● **Activity**:
Scan the lines below for "StateConfig" and copy the matches.

(Stored items)
◆ ◆ ◆ ◆

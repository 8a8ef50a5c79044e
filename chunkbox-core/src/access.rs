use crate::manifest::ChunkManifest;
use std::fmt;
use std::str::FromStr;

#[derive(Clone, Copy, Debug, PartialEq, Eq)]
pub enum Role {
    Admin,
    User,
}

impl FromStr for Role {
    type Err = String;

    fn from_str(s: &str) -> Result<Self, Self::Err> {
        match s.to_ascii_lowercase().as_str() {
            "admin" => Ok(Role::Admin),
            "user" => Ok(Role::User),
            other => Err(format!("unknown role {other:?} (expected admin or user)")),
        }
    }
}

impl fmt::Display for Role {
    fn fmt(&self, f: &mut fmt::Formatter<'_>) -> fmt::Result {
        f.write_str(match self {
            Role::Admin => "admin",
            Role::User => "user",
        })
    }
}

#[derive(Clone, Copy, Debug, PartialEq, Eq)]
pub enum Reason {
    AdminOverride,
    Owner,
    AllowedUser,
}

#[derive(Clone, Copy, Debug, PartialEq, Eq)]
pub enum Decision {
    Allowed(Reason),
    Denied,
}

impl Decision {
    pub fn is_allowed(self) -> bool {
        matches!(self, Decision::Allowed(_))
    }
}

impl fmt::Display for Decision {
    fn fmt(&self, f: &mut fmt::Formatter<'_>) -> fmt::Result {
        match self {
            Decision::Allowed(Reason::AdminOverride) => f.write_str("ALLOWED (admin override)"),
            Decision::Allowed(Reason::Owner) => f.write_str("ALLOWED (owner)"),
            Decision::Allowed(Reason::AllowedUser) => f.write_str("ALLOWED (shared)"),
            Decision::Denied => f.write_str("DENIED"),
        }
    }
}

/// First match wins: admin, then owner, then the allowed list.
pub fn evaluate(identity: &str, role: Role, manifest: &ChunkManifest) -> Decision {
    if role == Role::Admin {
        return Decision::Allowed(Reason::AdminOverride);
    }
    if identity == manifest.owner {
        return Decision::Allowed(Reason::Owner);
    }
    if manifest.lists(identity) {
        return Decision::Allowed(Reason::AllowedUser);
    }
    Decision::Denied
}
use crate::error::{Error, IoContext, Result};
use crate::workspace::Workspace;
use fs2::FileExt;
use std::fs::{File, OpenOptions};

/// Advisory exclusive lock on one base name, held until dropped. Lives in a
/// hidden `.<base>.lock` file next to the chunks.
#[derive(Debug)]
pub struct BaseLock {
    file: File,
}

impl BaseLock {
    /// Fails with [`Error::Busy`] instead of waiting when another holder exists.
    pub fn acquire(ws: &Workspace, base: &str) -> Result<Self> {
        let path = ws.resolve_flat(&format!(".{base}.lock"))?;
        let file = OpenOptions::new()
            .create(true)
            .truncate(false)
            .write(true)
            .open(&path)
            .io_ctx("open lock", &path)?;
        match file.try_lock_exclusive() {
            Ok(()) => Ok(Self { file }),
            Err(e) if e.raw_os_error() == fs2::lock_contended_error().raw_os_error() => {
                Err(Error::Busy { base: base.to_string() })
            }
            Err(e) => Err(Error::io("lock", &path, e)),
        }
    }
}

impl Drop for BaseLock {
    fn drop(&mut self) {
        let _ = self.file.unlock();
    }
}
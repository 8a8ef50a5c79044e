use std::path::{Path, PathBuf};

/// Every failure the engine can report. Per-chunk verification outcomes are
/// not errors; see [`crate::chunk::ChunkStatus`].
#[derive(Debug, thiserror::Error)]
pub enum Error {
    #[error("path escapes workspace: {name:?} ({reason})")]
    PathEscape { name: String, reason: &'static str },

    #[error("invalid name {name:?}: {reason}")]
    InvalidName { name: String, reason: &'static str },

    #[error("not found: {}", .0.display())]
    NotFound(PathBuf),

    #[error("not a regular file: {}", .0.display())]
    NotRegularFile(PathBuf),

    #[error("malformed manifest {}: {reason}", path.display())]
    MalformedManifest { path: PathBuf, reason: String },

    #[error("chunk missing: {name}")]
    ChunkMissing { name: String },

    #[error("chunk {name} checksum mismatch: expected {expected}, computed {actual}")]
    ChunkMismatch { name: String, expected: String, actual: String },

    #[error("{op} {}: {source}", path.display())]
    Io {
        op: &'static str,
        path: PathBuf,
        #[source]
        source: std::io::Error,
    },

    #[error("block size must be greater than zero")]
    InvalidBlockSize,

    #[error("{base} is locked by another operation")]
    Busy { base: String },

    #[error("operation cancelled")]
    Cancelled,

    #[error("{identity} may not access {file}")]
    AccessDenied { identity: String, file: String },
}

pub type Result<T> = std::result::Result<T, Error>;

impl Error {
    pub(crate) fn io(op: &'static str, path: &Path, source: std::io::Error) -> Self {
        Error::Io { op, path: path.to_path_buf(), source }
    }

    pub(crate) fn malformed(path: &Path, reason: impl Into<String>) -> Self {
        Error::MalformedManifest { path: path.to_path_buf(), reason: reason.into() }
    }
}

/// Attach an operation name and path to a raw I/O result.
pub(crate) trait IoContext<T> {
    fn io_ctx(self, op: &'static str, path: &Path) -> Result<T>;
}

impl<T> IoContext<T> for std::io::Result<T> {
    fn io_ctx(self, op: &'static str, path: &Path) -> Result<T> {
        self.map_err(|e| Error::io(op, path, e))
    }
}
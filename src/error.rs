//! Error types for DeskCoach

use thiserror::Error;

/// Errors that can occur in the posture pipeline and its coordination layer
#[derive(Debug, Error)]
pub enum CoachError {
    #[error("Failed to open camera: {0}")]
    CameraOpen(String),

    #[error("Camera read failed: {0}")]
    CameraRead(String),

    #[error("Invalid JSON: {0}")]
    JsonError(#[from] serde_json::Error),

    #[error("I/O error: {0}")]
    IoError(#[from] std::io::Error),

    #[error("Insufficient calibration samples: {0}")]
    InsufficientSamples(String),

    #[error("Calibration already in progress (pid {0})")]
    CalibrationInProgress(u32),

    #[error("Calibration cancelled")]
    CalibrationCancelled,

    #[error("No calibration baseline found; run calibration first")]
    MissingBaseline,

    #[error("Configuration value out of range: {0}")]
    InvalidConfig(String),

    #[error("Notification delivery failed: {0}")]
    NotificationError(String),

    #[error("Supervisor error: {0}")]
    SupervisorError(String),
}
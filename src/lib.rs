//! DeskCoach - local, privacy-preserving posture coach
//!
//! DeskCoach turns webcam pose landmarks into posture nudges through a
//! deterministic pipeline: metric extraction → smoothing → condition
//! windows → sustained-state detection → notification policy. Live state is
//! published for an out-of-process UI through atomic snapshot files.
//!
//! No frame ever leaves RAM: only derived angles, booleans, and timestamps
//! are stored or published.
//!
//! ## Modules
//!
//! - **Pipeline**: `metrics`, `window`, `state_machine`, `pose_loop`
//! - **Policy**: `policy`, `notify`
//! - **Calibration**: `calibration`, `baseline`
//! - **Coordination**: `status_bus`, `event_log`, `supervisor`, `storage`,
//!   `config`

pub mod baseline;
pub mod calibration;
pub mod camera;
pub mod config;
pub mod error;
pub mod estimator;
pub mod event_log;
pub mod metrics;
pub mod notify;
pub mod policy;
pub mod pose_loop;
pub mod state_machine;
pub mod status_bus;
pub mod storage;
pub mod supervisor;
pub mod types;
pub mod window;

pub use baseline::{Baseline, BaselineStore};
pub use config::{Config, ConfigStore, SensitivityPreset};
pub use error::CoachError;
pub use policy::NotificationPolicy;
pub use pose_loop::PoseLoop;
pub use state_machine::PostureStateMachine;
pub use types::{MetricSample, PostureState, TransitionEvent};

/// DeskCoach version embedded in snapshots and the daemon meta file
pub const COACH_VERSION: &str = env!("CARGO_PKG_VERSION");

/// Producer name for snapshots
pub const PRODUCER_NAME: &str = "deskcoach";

◆ ◆ ◆ ◆

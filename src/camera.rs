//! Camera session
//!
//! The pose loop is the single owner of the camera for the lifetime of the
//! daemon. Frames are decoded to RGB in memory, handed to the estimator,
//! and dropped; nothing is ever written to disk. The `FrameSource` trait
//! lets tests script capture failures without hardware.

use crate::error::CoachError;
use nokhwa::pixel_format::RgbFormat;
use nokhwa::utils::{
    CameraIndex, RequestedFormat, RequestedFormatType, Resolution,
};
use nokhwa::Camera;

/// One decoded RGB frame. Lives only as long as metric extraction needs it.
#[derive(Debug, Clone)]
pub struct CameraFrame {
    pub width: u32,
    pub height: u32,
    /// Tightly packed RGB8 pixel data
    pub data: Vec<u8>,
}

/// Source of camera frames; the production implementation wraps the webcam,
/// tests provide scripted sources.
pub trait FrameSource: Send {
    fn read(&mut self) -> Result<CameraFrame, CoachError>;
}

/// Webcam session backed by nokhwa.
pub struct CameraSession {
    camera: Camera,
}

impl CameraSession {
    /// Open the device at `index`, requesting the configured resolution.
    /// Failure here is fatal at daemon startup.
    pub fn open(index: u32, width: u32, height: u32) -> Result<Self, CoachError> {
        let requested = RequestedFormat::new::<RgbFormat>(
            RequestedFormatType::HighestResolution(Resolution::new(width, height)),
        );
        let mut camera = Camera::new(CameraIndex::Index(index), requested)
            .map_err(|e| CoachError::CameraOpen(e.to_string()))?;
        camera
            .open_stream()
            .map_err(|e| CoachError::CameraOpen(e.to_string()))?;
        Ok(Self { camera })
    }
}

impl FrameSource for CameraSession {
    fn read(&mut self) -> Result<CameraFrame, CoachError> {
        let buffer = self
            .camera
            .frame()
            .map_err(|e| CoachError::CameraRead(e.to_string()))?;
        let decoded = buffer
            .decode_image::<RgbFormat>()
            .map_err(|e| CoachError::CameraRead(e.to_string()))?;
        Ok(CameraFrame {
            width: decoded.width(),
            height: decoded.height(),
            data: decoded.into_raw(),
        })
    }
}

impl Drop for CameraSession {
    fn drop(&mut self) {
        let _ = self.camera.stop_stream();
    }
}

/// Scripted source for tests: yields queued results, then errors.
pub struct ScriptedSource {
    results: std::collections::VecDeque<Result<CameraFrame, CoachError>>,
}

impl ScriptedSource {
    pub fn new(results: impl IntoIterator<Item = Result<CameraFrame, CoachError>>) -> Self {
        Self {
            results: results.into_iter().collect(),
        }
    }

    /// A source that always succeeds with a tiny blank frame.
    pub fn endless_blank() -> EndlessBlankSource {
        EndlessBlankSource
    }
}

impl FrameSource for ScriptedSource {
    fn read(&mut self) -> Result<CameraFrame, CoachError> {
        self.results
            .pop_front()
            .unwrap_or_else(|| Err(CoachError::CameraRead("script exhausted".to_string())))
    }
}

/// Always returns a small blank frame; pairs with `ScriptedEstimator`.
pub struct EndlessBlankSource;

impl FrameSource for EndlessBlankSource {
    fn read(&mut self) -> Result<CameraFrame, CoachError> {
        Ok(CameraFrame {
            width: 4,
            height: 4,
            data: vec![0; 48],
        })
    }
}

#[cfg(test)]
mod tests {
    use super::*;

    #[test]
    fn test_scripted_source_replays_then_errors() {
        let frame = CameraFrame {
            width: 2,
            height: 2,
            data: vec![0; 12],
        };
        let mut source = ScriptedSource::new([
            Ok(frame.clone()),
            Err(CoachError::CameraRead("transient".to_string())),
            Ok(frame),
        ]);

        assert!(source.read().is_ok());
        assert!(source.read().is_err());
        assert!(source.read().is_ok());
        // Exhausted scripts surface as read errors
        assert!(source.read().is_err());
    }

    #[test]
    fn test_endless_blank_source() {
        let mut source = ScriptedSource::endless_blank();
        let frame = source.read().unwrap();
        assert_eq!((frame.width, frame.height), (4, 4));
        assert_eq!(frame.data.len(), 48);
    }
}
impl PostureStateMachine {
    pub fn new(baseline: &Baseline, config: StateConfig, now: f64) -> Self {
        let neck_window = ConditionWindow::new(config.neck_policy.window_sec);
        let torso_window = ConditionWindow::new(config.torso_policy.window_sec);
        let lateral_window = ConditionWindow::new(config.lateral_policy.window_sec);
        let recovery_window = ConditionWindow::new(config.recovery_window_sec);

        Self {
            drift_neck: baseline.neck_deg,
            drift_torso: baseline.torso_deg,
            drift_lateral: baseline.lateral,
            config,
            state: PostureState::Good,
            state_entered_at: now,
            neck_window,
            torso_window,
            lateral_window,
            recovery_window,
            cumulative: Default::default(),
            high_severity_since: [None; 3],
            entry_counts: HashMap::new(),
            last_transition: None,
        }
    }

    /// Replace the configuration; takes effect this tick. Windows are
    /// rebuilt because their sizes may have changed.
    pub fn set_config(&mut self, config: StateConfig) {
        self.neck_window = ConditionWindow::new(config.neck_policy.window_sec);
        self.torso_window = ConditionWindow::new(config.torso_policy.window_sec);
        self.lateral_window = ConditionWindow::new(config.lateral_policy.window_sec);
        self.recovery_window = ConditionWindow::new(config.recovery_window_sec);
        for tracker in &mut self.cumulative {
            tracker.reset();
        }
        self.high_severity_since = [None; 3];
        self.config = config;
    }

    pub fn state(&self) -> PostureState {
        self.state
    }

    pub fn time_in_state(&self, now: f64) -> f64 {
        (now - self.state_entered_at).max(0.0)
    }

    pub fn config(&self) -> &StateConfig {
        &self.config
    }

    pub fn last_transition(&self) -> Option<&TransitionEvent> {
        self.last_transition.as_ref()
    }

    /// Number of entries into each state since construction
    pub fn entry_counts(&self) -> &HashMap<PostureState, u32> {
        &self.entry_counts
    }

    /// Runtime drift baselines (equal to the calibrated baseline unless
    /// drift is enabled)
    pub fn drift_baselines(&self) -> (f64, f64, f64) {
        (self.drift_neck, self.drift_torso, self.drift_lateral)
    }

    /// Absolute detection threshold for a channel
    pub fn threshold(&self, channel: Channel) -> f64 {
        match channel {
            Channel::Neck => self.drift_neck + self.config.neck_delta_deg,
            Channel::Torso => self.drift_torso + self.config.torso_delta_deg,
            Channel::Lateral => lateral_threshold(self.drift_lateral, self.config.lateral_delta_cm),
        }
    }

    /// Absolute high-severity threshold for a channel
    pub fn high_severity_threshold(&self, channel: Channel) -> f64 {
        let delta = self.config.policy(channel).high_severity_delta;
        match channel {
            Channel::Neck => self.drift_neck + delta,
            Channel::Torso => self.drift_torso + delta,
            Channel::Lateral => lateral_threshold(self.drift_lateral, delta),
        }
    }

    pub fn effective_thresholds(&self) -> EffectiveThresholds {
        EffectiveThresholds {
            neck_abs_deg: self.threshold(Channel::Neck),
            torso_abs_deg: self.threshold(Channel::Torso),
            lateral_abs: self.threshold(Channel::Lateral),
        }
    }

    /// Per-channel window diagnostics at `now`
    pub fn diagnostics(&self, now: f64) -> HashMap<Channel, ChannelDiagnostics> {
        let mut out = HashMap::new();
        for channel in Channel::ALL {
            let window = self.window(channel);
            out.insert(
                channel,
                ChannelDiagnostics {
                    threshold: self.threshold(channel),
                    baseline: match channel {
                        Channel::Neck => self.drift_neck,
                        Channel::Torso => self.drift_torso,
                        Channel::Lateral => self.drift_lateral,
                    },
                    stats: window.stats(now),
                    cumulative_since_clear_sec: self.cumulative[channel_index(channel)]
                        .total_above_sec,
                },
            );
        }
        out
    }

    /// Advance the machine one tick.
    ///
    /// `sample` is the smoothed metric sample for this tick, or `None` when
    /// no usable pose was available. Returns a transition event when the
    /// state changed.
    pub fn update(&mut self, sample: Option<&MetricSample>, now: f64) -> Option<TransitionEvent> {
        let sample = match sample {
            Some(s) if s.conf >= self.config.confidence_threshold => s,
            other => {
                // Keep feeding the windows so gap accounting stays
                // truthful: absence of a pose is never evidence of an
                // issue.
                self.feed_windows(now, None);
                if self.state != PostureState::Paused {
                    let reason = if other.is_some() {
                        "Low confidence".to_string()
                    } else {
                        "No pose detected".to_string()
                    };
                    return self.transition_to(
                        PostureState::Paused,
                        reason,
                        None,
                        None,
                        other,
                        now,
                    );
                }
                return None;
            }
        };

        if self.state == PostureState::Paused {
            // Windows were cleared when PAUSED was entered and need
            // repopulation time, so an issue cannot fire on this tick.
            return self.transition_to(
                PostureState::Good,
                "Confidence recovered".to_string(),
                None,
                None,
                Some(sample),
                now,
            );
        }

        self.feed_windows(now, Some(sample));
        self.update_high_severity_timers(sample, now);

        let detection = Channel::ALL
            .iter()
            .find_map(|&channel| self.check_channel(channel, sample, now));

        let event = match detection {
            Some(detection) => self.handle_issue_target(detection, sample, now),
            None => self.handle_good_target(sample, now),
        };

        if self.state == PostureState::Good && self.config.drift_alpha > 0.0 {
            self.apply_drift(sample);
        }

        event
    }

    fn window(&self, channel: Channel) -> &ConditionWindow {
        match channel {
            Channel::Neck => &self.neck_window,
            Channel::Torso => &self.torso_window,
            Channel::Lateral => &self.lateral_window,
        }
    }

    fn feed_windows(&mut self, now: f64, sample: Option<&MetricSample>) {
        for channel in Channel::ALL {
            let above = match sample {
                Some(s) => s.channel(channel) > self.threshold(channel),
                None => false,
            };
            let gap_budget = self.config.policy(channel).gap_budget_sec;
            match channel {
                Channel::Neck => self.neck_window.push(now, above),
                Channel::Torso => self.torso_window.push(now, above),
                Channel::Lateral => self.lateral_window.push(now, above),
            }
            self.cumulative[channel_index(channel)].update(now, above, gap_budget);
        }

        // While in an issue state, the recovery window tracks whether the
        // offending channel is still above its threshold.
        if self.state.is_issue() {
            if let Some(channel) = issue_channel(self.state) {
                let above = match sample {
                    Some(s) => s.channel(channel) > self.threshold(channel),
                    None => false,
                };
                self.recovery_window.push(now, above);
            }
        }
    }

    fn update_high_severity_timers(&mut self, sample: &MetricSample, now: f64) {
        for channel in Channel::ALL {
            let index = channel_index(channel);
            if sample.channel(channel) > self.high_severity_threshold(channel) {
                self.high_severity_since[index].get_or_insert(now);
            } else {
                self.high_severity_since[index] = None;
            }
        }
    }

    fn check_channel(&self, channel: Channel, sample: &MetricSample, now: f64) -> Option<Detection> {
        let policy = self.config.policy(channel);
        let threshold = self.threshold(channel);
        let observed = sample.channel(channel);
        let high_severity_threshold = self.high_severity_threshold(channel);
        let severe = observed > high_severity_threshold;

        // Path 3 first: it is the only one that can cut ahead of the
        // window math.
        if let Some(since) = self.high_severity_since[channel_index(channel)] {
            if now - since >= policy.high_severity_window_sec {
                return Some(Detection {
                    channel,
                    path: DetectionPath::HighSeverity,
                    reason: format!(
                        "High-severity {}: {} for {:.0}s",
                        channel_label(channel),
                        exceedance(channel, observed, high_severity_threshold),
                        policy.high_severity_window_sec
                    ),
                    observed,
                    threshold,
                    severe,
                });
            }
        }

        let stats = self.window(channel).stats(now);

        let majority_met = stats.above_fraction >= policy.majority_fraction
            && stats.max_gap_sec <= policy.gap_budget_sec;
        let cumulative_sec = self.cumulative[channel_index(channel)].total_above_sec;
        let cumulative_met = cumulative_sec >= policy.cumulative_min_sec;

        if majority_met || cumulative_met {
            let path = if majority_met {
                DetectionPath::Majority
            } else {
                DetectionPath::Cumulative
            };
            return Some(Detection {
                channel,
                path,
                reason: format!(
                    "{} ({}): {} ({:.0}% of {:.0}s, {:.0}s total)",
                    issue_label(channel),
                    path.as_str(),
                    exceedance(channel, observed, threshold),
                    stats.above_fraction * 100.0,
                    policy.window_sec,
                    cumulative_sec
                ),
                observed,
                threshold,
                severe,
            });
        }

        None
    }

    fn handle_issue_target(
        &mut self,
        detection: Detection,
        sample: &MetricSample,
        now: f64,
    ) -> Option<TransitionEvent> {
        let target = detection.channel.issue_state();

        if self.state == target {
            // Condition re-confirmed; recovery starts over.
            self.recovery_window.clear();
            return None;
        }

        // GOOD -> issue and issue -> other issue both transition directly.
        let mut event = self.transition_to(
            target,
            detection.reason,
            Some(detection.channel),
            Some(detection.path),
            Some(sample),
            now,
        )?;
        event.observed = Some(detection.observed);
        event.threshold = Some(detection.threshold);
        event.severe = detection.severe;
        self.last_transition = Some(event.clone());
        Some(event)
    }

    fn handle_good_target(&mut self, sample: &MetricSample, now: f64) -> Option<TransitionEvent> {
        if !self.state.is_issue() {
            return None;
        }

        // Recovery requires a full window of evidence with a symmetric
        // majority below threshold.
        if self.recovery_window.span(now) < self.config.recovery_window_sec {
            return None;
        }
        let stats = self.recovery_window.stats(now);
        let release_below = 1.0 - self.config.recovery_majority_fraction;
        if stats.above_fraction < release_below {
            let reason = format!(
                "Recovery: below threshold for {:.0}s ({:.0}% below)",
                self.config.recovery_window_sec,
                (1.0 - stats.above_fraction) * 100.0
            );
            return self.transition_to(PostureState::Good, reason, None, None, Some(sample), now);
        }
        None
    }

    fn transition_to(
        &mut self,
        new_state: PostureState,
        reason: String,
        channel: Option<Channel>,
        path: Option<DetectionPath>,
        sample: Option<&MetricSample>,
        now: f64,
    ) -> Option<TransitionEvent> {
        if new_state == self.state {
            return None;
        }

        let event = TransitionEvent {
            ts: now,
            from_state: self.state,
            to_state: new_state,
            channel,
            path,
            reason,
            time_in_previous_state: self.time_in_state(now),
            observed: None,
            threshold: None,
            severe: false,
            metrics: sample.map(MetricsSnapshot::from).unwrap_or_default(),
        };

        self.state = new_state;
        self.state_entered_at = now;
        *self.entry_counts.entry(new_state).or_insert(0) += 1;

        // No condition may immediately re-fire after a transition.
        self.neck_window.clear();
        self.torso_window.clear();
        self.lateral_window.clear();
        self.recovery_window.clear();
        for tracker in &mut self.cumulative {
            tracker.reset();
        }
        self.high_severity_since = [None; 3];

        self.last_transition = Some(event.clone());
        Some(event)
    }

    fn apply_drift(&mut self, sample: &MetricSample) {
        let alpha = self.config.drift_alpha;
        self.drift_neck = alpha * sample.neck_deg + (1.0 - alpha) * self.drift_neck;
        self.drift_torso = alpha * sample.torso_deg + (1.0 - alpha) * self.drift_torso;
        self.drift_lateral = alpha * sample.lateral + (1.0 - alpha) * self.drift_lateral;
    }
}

◆ ◆ ◆ ◆

● **Response**:
    pub fn new(baseline: &Baseline, config: StateConfig, now: f64) -> Self {
    pub fn set_config(&mut self, config: StateConfig) {
    pub fn config(&self) -> &StateConfig {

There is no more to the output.